━━━━━ Exercise material ━━━━━
impl Default for Tree {
    fn default() -> Self {
        Self::new("")
    }
}

impl Tree {
    /// Create a tree holding only a root suite with the given label.
    pub fn new(label: impl Into<String>) -> Self {
        Self {
            suites: vec![SuiteNode {
                parent: None,
                label: label.into(),
                children: Vec::new(),
                modifiers: Vec::new(),
                total: 0,
                passed: 0,
                failed: 0,
                completed: false,
            }],
            cases: Vec::new(),
        }
    }

    /// Build a tree by running `script` against a fresh [`Builder`].
    ///
    /// Errors returned by the script and panics raised inside it are both
    /// returned as `Err`; the partially built tree is discarded.
    pub fn build<S>(label: impl Into<String>, script: S) -> anyhow::Result<Tree>
    where
        S: FnOnce(&mut Builder<'_>) -> anyhow::Result<()>,
    {
        let mut tree = Tree::new(label);
        let outcome = {
            let mut builder = Builder::new(&mut tree);
            panic::catch_unwind(AssertUnwindSafe(|| script(&mut builder)))
        };
        match outcome {
            Ok(Ok(())) => Ok(tree),
            Ok(Err(error)) => Err(error),
            Err(payload) => Err(PanicError::from_payload(payload).into()),
        }
    }

    pub fn root(&self) -> SuiteRef<'_> {
        self.suite(SuiteId::ROOT)
    }

    pub fn suite(&self, id: SuiteId) -> SuiteRef<'_> {
        SuiteRef { tree: self, id }
    }

    pub fn case(&self, id: CaseId) -> CaseRef<'_> {
        CaseRef { tree: self, id }
    }

    pub fn unit(&self, id: UnitId) -> UnitRef<'_> {
        match id {
            UnitId::Suite(id) => UnitRef::Suite(self.suite(id)),
            UnitId::Case(id) => UnitRef::Case(self.case(id)),
        }
    }

    /// All cases in registration order.
    pub fn cases(&self) -> impl Iterator<Item = CaseRef<'_>> + '_ {
        (0..self.cases.len()).map(move |i| self.case(CaseId(i)))
    }

    /// All suites in registration order, root first.
    pub fn suites(&self) -> impl Iterator<Item = SuiteRef<'_>> + '_ {
        (0..self.suites.len()).map(move |i| self.suite(SuiteId(i)))
    }

    /// Ancestors starting at `start` and walking towards the root.
    fn lineage(&self, start: Option<SuiteId>) -> impl Iterator<Item = SuiteId> + '_ {
        iter::successors(start, move |id| self.suites[id.0].parent)
    }

    fn suite_path(&self, id: SuiteId) -> Vec<&str> {
        let mut path: Vec<&str> = self
            .lineage(Some(id))
            .filter(|id| self.suites[id.0].parent.is_some())
            .map(|id| self.suites[id.0].label.as_str())
            .collect();
        path.reverse();
        path
    }

    // ------------------------------------------------------------------
    // Construction (used by the builder)
    // ------------------------------------------------------------------

    pub(crate) fn add_suite(
        &mut self,
        parent: SuiteId,
        label: String,
        modifiers: Vec<Modifier>,
    ) -> SuiteId {
        let id = SuiteId(self.suites.len());
        self.suites.push(SuiteNode {
            parent: Some(parent),
            label,
            children: Vec::new(),
            modifiers,
            total: 0,
            passed: 0,
            failed: 0,
            completed: false,
        });
        self.suites[parent.0].children.push(id.into());
        id
    }

    pub(crate) fn add_case(
        &mut self,
        parent: SuiteId,
        label: String,
        modifiers: Vec<Modifier>,
        handler: Handler,
    ) -> CaseId {
        let id = CaseId(self.cases.len());
        let index = self.suites[parent.0].total + 1;
        self.cases.push(CaseNode {
            parent,
            label,
            modifiers,
            handler,
            index,
            completed: false,
            error: None,
        });
        self.suites[parent.0].children.push(id.into());

        let lineage: Vec<SuiteId> = self.lineage(Some(parent)).collect();
        for suite in lineage {
            self.suites[suite.0].total += 1;
        }
        id
    }

    pub(crate) fn add_modifier(
        &mut self,
        suite: SuiteId,
        modifier: Modifier,
    ) -> Result<(), BuildError> {
        let node = &mut self.suites[suite.0];
        if !node.children.is_empty() {
            return Err(BuildError::ChildrenDefined {
                suite: node.label.clone(),
            });
        }
        node.modifiers.push(modifier);
        Ok(())
    }

    // ------------------------------------------------------------------
    // Execution (used by the executor)
    // ------------------------------------------------------------------

    pub(crate) fn suite_modifiers(&self, id: SuiteId) -> Vec<Modifier> {
        self.suites[id.0].modifiers.clone()
    }

    pub(crate) fn case_modifiers(&self, id: CaseId) -> Vec<Modifier> {
        self.cases[id.0].modifiers.clone()
    }

    pub(crate) fn handler(&self, id: CaseId) -> Handler {
        self.cases[id.0].handler.clone()
    }

    pub(crate) fn children(&self, id: SuiteId) -> Vec<UnitId> {
        self.suites[id.0].children.clone()
    }

    pub(crate) fn complete_suite(&mut self, id: SuiteId) -> Result<(), ConsistencyError> {
        let node = &mut self.suites[id.0];
        if node.completed {
            return Err(ConsistencyError::AlreadyCompleted { unit: id.into() });
        }
        node.completed = true;
        Ok(())
    }

    /// Settle a case and count it on every ancestor.
    ///
    /// Counters are checked on the whole lineage before anything changes, so
    /// a saturated ancestor leaves the tree untouched.
    pub(crate) fn complete_case(
        &mut self,
        id: CaseId,
        error: Option<Failure>,
    ) -> Result<(), ConsistencyError> {
        let case = &self.cases[id.0];
        if case.completed {
            return Err(ConsistencyError::AlreadyCompleted { unit: id.into() });
        }

        let lineage: Vec<SuiteId> = self.lineage(Some(case.parent)).collect();
        for suite in &lineage {
            let node = &self.suites[suite.0];
            if node.passed + node.failed >= node.total {
                return Err(ConsistencyError::CountersSaturated {
                    suite: *suite,
                    settled: node.passed + node.failed,
                    total: node.total,
                });
            }
        }

        let passed = error.is_none();
        let case = &mut self.cases[id.0];
        case.completed = true;
        case.error = error;

        for suite in lineage {
            let node = &mut self.suites[suite.0];
            if passed {
                node.passed += 1;
            } else {
                node.failed += 1;
            }
        }
        Ok(())
    }
}
//! Fault taxonomy
//!
//! Two families of errors flow through a run:
//! - **failures**: anything a test author causes through ordinary test code
//!   (a returned error, a panic, a missed deadline). They are absorbed into
//!   case state as a [`Failure`] and counted.
//! - **faults**: a misused or broken script, modifier or framework invariant.
//!   They halt the run and are routed to the dedicated reporter channels
//!   according to their [`FaultKind`].

use crate::unit::{CaseId, SuiteId, UnitId};
use std::any::Any;
use std::fmt;
use std::rc::Rc;
use std::time::Duration;
use thiserror::Error;

/// Discriminator of a [`Fault`], used by the runner to pick a reporter channel.
#[derive(Debug, Clone, Copy, PartialEq, Eq, Hash)]
pub enum FaultKind {
    /// The script failed while building the tree
    Script,
    /// A case's own modifier chain failed
    Unit,
    /// A suite's own modifier chain failed
    Runtime,
    /// A framework invariant was violated
    Internal,
}

/// A framework-level error. Never counted as a test failure.
#[derive(Debug, Error)]
pub enum Fault {
    #[error("broken script: {error:#}")]
    Script { error: anyhow::Error },

    #[error("broken unit {unit}: {error:#}")]
    Unit { unit: CaseId, error: anyhow::Error },

    #[error("runtime error in {suite}: {error:#}")]
    Runtime { suite: SuiteId, error: anyhow::Error },

    #[error("internal consistency violated: {0}")]
    Internal(#[from] ConsistencyError),
}

impl Fault {
    pub fn kind(&self) -> FaultKind {
        match self {
            Fault::Script { .. } => FaultKind::Script,
            Fault::Unit { .. } => FaultKind::Unit,
            Fault::Runtime { .. } => FaultKind::Runtime,
            Fault::Internal(_) => FaultKind::Internal,
        }
    }

    /// The error that caused this fault, if it carries one.
    pub fn origin(&self) -> Option<&anyhow::Error> {
        match self {
            Fault::Script { error } | Fault::Unit { error, .. } | Fault::Runtime { error, .. } => {
                Some(error)
            }
            Fault::Internal(_) => None,
        }
    }
}

/// Violations of the tree and completion invariants. These indicate a bug in
/// the framework (or a misused completion handle) and are always fatal.
#[derive(Debug, Clone, PartialEq, Eq, Error)]
pub enum ConsistencyError {
    #[error("{unit} is already completed")]
    AlreadyCompleted { unit: UnitId },

    #[error("invalid tests count in {suite}: {settled} of {total} cases already settled")]
    CountersSaturated {
        suite: SuiteId,
        settled: usize,
        total: usize,
    },

    #[error("completion of case '{label}' was signalled more than once")]
    AlreadySignalled { label: String },

    #[error("completion of case '{label}' was signalled after its timeout fired")]
    SignalAfterTimeout { label: String },
}

/// A modifier handed something other than a plain record to its continuation.
#[derive(Debug, Clone, PartialEq, Eq, Error)]
#[error("Context should be a plain record (JSON object), got {found}")]
pub struct ContextTypeError {
    pub found: &'static str,
}

/// A case did not signal completion before its deadline.
#[derive(Debug, Clone, Copy, PartialEq, Eq, Error)]
#[error("Timeout of {limit:?} exceeded")]
pub struct TimeoutError {
    pub limit: Duration,
}

/// A handler without a deadline returned without calling `end()` or `fail()`.
#[derive(Debug, Clone, Copy, PartialEq, Eq, Error)]
#[error("Case completed without end() call")]
pub struct UnsignalledError;

/// A handler, modifier or script panicked.
#[derive(Debug, Clone, PartialEq, Eq, Error)]
#[error("{message}")]
pub struct PanicError {
    pub message: String,
}

impl PanicError {
    /// Recover the message from a caught panic payload.
    pub fn from_payload(payload: Box<dyn Any + Send>) -> Self {
        let message = if let Some(s) = payload.downcast_ref::<&str>() {
            (*s).to_string()
        } else if let Some(s) = payload.downcast_ref::<String>() {
            s.clone()
        } else {
            "panicked with a non-string payload".to_string()
        };
        Self { message }
    }
}

/// How a failed case failed.
#[derive(Debug, Clone, Copy, PartialEq, Eq, Hash)]
pub enum FailureKind {
    /// The handler returned or signalled an error
    Error,
    /// The handler panicked (usually a failed assertion)
    Panic,
    /// The deadline elapsed
    Timeout,
}

impl fmt::Display for FailureKind {
    fn fmt(&self, f: &mut fmt::Formatter<'_>) -> fmt::Result {
        match self {
            FailureKind::Error => write!(f, "error"),
            FailureKind::Panic => write!(f, "panic"),
            FailureKind::Timeout => write!(f, "timeout"),
        }
    }
}

/// The failure payload stored on a case. Cheap to clone.
#[derive(Clone)]
pub struct Failure(Rc<anyhow::Error>);

impl Failure {
    pub fn new(error: impl Into<anyhow::Error>) -> Self {
        Self(Rc::new(error.into()))
    }

    pub fn message(&self) -> String {
        self.0.to_string()
    }

    pub fn kind(&self) -> FailureKind {
        if self.0.is::<TimeoutError>() {
            FailureKind::Timeout
        } else if self.0.is::<PanicError>() {
            FailureKind::Panic
        } else {
            FailureKind::Error
        }
    }

    pub fn is_timeout(&self) -> bool {
        self.kind() == FailureKind::Timeout
    }

    pub fn downcast_ref<E>(&self) -> Option<&E>
    where
        E: fmt::Display + fmt::Debug + Send + Sync + 'static,
    {
        self.0.downcast_ref::<E>()
    }

    pub fn error(&self) -> &anyhow::Error {
        &self.0
    }
}

impl fmt::Display for Failure {
    fn fmt(&self, f: &mut fmt::Formatter<'_>) -> fmt::Result {
        write!(f, "{:#}", self.0)
    }
}

impl fmt::Debug for Failure {
    fn fmt(&self, f: &mut fmt::Formatter<'_>) -> fmt::Result {
        f.debug_struct("Failure")
            .field("kind", &self.kind())
            .field("message", &self.message())
            .finish()
    }
}
//! Testup - declarative asynchronous test scripts
//!
//! A script declares suites and cases with `describe`, `using`, `it` and
//! `each`; the executor runs them on a single-threaded tokio runtime and
//! streams the results to a reporter.
//!
//! This crate bundles the pieces a test binary needs:
//! - the engine from `testup-core`, re-exported at the top level
//! - the [`kit`] modifiers
//! - the TAP and console reporters
//! - a [`Harness`] that reads `testup.toml` and command-line flags
//!
//! # Example
//!
//! ```no_run
//! use testup::{kit, Harness};
//!
//! fn main() {
//!     Harness::new()
//!         .script("users", |t| {
//!             t.using(kit::set("name", "ada"))?;
//!             t.it("greets", |test, ctx| async move {
//!                 assert_eq!(ctx.value::<String>("name").as_deref(), Some("ada"));
//!                 test.end()?;
//!                 Ok(())
//!             });
//!             Ok(())
//!         })
//!         .main()
//! }
//! ```

pub mod harness;
pub mod logging;

pub use harness::{Harness, EXIT_ERROR, EXIT_FAILURE, EXIT_SUCCESS};
pub use logging::init_logging;

pub use testup_core::*;

/// Configuration loading
pub use testup_config as config;

/// Bundled reporters
pub use testup_reporter as reporters;
pub use testup_reporter::{Capture, ConsoleReporter, TapReporter};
━━━━━
What is being asked =
Repeat each line of the data above, exactly as it appears, from the first through the line that contains "tree is discarded.".

Answer to this task =
impl Default for Tree {
    fn default() -> Self {
        Self::new("")
    }
}

impl Tree {
    /// Create a tree holding only a root suite with the given label.
    pub fn new(label: impl Into<String>) -> Self {
        Self {
            suites: vec![SuiteNode {
                parent: None,
                label: label.into(),
                children: Vec::new(),
                modifiers: Vec::new(),
                total: 0,
                passed: 0,
                failed: 0,
                completed: false,
            }],
            cases: Vec::new(),
        }
    }

    /// Build a tree by running `script` against a fresh [`Builder`].
    ///
    /// Errors returned by the script and panics raised inside it are both
    /// returned as `Err`; the partially built tree is discarded.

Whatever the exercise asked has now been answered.